Recorded information below:

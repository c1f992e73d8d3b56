use thiserror::Error;

use crate::types::{Lsn, StoreId};

/// Faults reported by a persistent log engine.
///
/// None of these are recoverable by the log store; they surface unchanged.
#[derive(Debug, Error)]
pub enum EngineError {
    #[error("IO error: {0}")]
    Io(#[from] std::io::Error),

    #[error("Corrupted segment {segment} at offset {offset}: {reason}")]
    Corrupted {
        segment: u64,
        offset: u64,
        reason: String,
    },

    #[error("Codec error: {0}")]
    Codec(String),

    #[error("Append at id {id} behind engine end {end}")]
    InvalidId { id: StoreId, end: StoreId },

    #[error("Blocking task failed: {0}")]
    Task(String),
}

impl From<bincode::error::EncodeError> for EngineError {
    fn from(e: bincode::error::EncodeError) -> Self {
        Self::Codec(e.to_string())
    }
}

impl From<bincode::error::DecodeError> for EngineError {
    fn from(e: bincode::error::DecodeError) -> Self {
        Self::Codec(e.to_string())
    }
}

impl From<tokio::task::JoinError> for EngineError {
    fn from(e: tokio::task::JoinError) -> Self {
        Self::Task(e.to_string())
    }
}

/// Errors surfaced by the log store to the consensus layer.
#[derive(Debug, Error)]
pub enum LogStoreError {
    #[error("Lsn {lsn} out of range [{start}, {next})")]
    OutOfRange { lsn: Lsn, start: Lsn, next: Lsn },

    #[error("Range [{from}, {to}) out of range [{start}, {next})")]
    InvalidRange {
        from: Lsn,
        to: Lsn,
        start: Lsn,
        next: Lsn,
    },

    #[error("Log entry at lsn {0} not found")]
    NotFound(Lsn),

    #[error("Corrupt packed blob: {0}")]
    CorruptBlob(String),

    #[error("Term 0 is reserved")]
    ReservedTerm,

    #[error("Engine failure: {0}")]
    Engine(#[from] EngineError),
}

impl LogStoreError {
    pub fn is_out_of_range(&self) -> bool {
        matches!(self, Self::OutOfRange { .. } | Self::InvalidRange { .. })
    }

    pub fn is_not_found(&self) -> bool {
        matches!(self, Self::NotFound(_))
    }
}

End of Recorded information.

### Task to complete:
Extract every record and return it verbatim.

### Solution to the exercise:
repository c1f992e73d8d3b56
use thiserror::Error;

use crate::types::{Lsn, StoreId};

/// Faults reported by a persistent log engine.
///
/// None of these are recoverable by the log store; they surface unchanged.
#[derive(Debug, Error)]
pub enum EngineError {
    #[error("IO error: {0}")]
    Io(#[from] std::io::Error),

    #[error("Corrupted segment {segment} at offset {offset}: {reason}")]
    Corrupted {
        segment: u64,
        offset: u64,
        reason: String,
    },

    #[error("Codec error: {0}")]
    Codec(String),

    #[error("Append at id {id} behind engine end {end}")]
    InvalidId { id: StoreId, end: StoreId },

    #[error("Blocking task failed: {0}")]
    Task(String),
}

impl From<bincode::error::EncodeError> for EngineError {
    fn from(e: bincode::error::EncodeError) -> Self {
        Self::Codec(e.to_string())
    }
}

impl From<bincode::error::DecodeError> for EngineError {
    fn from(e: bincode::error::DecodeError) -> Self {
        Self::Codec(e.to_string())
    }
}

impl From<tokio::task::JoinError> for EngineError {
    fn from(e: tokio::task::JoinError) -> Self {
        Self::Task(e.to_string())
    }
}

/// Errors surfaced by the log store to the consensus layer.
#[derive(Debug, Error)]
pub enum LogStoreError {
    #[error("Lsn {lsn} out of range [{start}, {next})")]
    OutOfRange { lsn: Lsn, start: Lsn, next: Lsn },

    #[error("Range [{from}, {to}) out of range [{start}, {next})")]
    InvalidRange {
        from: Lsn,
        to: Lsn,
        start: Lsn,
        next: Lsn,
    },

    #[error("Log entry at lsn {0} not found")]
    NotFound(Lsn),

    #[error("Corrupt packed blob: {0}")]
    CorruptBlob(String),

    #[error("Term 0 is reserved")]
    ReservedTerm,

    #[error("Engine failure: {0}")]
    Engine(#[from] EngineError),
}

impl LogStoreError {
    pub fn is_out_of_range(&self) -> bool {
        matches!(self, Self::OutOfRange { .. } | Self::InvalidRange { .. })
    }

    pub fn is_not_found(&self) -> bool {
        matches!(self, Self::NotFound(_))
    }
}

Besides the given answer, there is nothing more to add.